Advertisement

Immigrants OK Union; Largest Action in Years

Share
TIMES LABOR WRITER

In what was seen as a significant test of organized labor’s ability to replenish sagging membership by signing up low-wage immigrant workers, employees of a large automobile wheel manufacturing company south of Compton voted Thursday to affiliate with the International Assn. of Machinists.

The 655-403 vote in favor of union representation at American Racing Equipment Inc. was one of the largest union representation elections held in the United States this year, and one of the biggest in the Los Angeles area in several years, National Labor Relations Board officials said.

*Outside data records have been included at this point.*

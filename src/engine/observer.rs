//! 全局观察者
//!
//! 存在观察者时，窗口内产生的每个事件/回复都会镜像到共享快照缓冲；
//! 窗口收尾时快照按规范顺序整理后，作为一个任务分发给每个观察者。

use std::sync::Arc;

use parking_lot::Mutex;
use serde::{Deserialize, Serialize};

use crate::error::SimError;
use crate::node::ResponsePair;
use crate::sim::{Event, EventOrdering, Window};

/// 快照中的一项
#[derive(Debug, Clone, PartialEq)]
pub enum Observed {
    Event(Event),
    Response(ResponsePair),
}

impl Observed {
    /// 用于排序的代表事件（回复取回复本身）
    pub fn event(&self) -> &Event {
        match self {
            Observed::Event(ev) => ev,
            Observed::Response(pair) => &pair.reply,
        }
    }

    pub(crate) fn sort(snapshot: &mut [Observed]) {
        let order = EventOrdering::canonical();
        snapshot.sort_by(|a, b| order.compare(a.event(), b.event()));
    }
}

pub trait Observer: Send {
    fn observe(&mut self, window: Window, snapshot: &[Observed]) -> Result<(), SimError>;
}

/// 一条可回放的 trace 记录（JSON）
#[derive(Debug, Clone, PartialEq, Serialize, Deserialize)]
pub struct TraceRecord {
    pub window_end: i64,
    pub producer: String,
    #[serde(rename = "type")]
    pub kind: String,
    pub time: i64,
    pub ordinal: u64,
    #[serde(skip_serializing_if = "Option::is_none")]
    pub in_response_to: Option<TraceRef>,
    #[serde(skip_serializing_if = "Option::is_none")]
    pub magnitude: Option<f64>,
}

#[derive(Debug, Clone, PartialEq, Serialize, Deserialize)]
pub struct TraceRef {
    pub producer: String,
    pub ordinal: u64,
}

/// 一个简单的 trace 收集器（存内存，仿真结束写 JSON 文件）。
/// 克隆共享同一份记录，注册前留一份句柄用于读取。
#[derive(Debug, Clone, Default)]
pub struct TraceRecorder {
    records: Arc<Mutex<Vec<TraceRecord>>>,
}

impl TraceRecorder {
    pub fn new() -> Self {
        Self::default()
    }

    pub fn records(&self) -> Vec<TraceRecord> {
        self.records.lock().clone()
    }

    pub fn len(&self) -> usize {
        self.records.lock().len()
    }

    pub fn is_empty(&self) -> bool {
        self.len() == 0
    }

    pub fn to_json(&self) -> serde_json::Result<String> {
        serde_json::to_string_pretty(&*self.records.lock())
    }
}

impl Observer for TraceRecorder {
    fn observe(&mut self, window: Window, snapshot: &[Observed]) -> Result<(), SimError> {
        let mut records = self.records.lock();
        for item in snapshot {
            let ev = item.event();
            let in_response_to = match item {
                Observed::Event(_) => None,
                Observed::Response(pair) => Some(TraceRef {
                    producer: pair.request.producer.to_string(),
                    ordinal: pair.request.ordinal,
                }),
            };
            records.push(TraceRecord {
                window_end: window.end.ticks(),
                producer: ev.producer.to_string(),
                kind: ev.kind.to_string(),
                time: ev.time.ticks(),
                ordinal: ev.ordinal,
                in_response_to,
                magnitude: ev.magnitude.as_ref().map(|m| m.value),
            });
        }
        Ok(())
    }
}
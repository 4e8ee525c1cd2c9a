//! 资源请求者
//!
//! 在给定时刻发出 REQUEST（要求 GRANT 回复）并等待；拿到 GRANT 后占用 `hold` 个 tick，
//! 然后广播 RETURN 归还资源。

use std::any::Any;
use std::collections::BTreeSet;

use super::{GRANT, REQUEST, RETURN};
use crate::error::SimError;
use crate::node::{
    Behavior, Configuration, Cursor, EvaluatorNode, EvaluatorView, InitInfo, Node, Timeline,
};
use crate::sim::{Event, NodeId, SimTime};

#[derive(Debug, Clone)]
pub struct Requester {
    id: NodeId,
    timeline: Timeline,
    plan: Plan,
}

#[derive(Debug, Clone)]
struct Plan {
    at: BTreeSet<SimTime>,
    hold: i64,
    returns_due: Vec<SimTime>,
    granted_at: Vec<SimTime>,
    requested_at: Vec<SimTime>,
}

impl Requester {
    pub fn new(id: impl Into<NodeId>, at: impl IntoIterator<Item = i64>, hold: i64) -> Self {
        let id = id.into();
        Self {
            timeline: Timeline::new(id.clone()),
            id,
            plan: Plan {
                at: at.into_iter().map(SimTime).collect(),
                hold,
                returns_due: Vec::new(),
                granted_at: Vec::new(),
                requested_at: Vec::new(),
            },
        }
    }

    pub fn requested_at(&self) -> &[SimTime] {
        &self.plan.requested_at
    }

    pub fn granted_at(&self) -> &[SimTime] {
        &self.plan.granted_at
    }

    pub fn timeline(&self) -> &Timeline {
        &self.timeline
    }
}

impl Node for Requester {
    fn id(&self) -> &NodeId {
        &self.id
    }

    fn configuration(&self) -> Configuration {
        let at = self
            .plan
            .at
            .iter()
            .map(|t| t.to_string())
            .collect::<Vec<_>>()
            .join(",");
        Configuration::from([
            ("kind".to_string(), "requester".to_string()),
            ("at".to_string(), at),
            ("hold".to_string(), self.plan.hold.to_string()),
        ])
    }

    fn as_any(&self) -> &dyn Any {
        self
    }
}

impl EvaluatorNode for Requester {
    fn initiate(&mut self, info: &InitInfo) -> Result<(), SimError> {
        if self.plan.hold <= 0 {
            return Err(SimError::node(&self.id, "hold must be positive"));
        }
        self.timeline = Timeline::new(self.id.clone()).with_history(info.history_len);
        for &t in &self.plan.at {
            self.timeline.schedule(t)?;
        }
        Ok(())
    }

    fn consume(&mut self, _window_end: SimTime, view: &mut EvaluatorView<'_>) -> Result<(), SimError> {
        let window = view.window();
        let batch = view.events();
        let pass = view.pass();
        self.timeline.advance(window, batch, pass, &mut self.plan, view)?;
        view.report_next_due(self.timeline.next_due());
        Ok(())
    }

    fn copy(&self) -> Box<dyn EvaluatorNode> {
        Box::new(self.clone())
    }
}

impl<'a> Behavior<EvaluatorView<'a>> for Plan {
    fn on_event(
        &mut self,
        event: Option<&Event>,
        cx: &mut Cursor<'_>,
        view: &mut EvaluatorView<'a>,
    ) -> Result<(), SimError> {
        let now = cx.now();
        match event {
            Some(ev) if ev.kind.as_str() == GRANT => {
                self.granted_at.push(now);
                let due = now.saturating_add(self.hold);
                self.returns_due.push(due);
                cx.wake_at(due)?;
            }
            Some(_) => {}
            None => {
                // 同一时刻的归还与新请求共用一次定时器
                let before = self.returns_due.len();
                self.returns_due.retain(|&t| t != now);
                for _ in self.returns_due.len()..before {
                    let ev = cx.event(RETURN);
                    view.raise_event(ev)?;
                }
                if self.at.contains(&now) {
                    self.requested_at.push(now);
                    let ev = cx.event(REQUEST).with_response_types([GRANT]);
                    view.raise_event(ev)?;
                    cx.wait_for_response();
                }
            }
        }
        Ok(())
    }
}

It was also the largest manufacturing plant that labor has organized in Los Angeles in more than two decades, according to Dave Sickler, the AFL-CIO’s regional director and one of organized labor’s most fervent advocates of organizing immigrants.

Advertisement

The workers won the right to bargain with their employer on an initial contract--an often contentious process that can take months or years.

American Racing’s employees, most of them Mexican immigrants who make about $7 an hour, staged a wildcat strike last summer to protest what they said were unsafe and uncompensated demands for faster production.

The three-day walkout, which ended when management agreed to a wage increase, virtually shut down the production of aluminum wheels at the company’s main plant.

Longtime observers of organized labor in Southern California said a wildcat strike by a non-union work force at a large plant was highly unusual.

In the wake of the walkout, the machinists union and Sickler’s office assigned an unusually large team of eight full-time organizers to solicit worker interest in a union campaign. Workers petitioned the National Labor Relations Board for an election.

Officials at American Racing Equipment, owned by Toronto-based Noranda Corp., declined several requests for comment during the past week. The company operates three plants in Rancho Dominguez, a small industrial town.

Advertisement

“There are millions of other workers watching what you’ve done today who’ll take strength from this,” Sickler told a gathering of American Racing workers Thursday night in a union hall that machinists organizers established during the organizing campaign. “This is a very historic day.”

Labor officials have spent years talking about the need to recruit immigrant workers to replace the hundreds of thousands of union members who were lost during the 1980s because of plant closures and increased employer hostility to unions. However, relatively few intensive efforts have targeted immigrant workers.

Thursday’s victory was unusual because unions have had particular trouble winning representation elections at large companies.

While unions win representation elections at nearly half of all U.S. companies with fewer than 100 workers, they win only about one-third of the time at companies with 100 to 500 workers. The reason is often that larger companies tend to expend significant resources, hiring anti-union consultants and preparing videotapes for employees to watch before the vote.

The average union representation election involves fewer than 50 workers. Labor has been organizing fewer than 50,000 new workers each year in the private sector, while losing substantially more members because of plant closures and layoffs.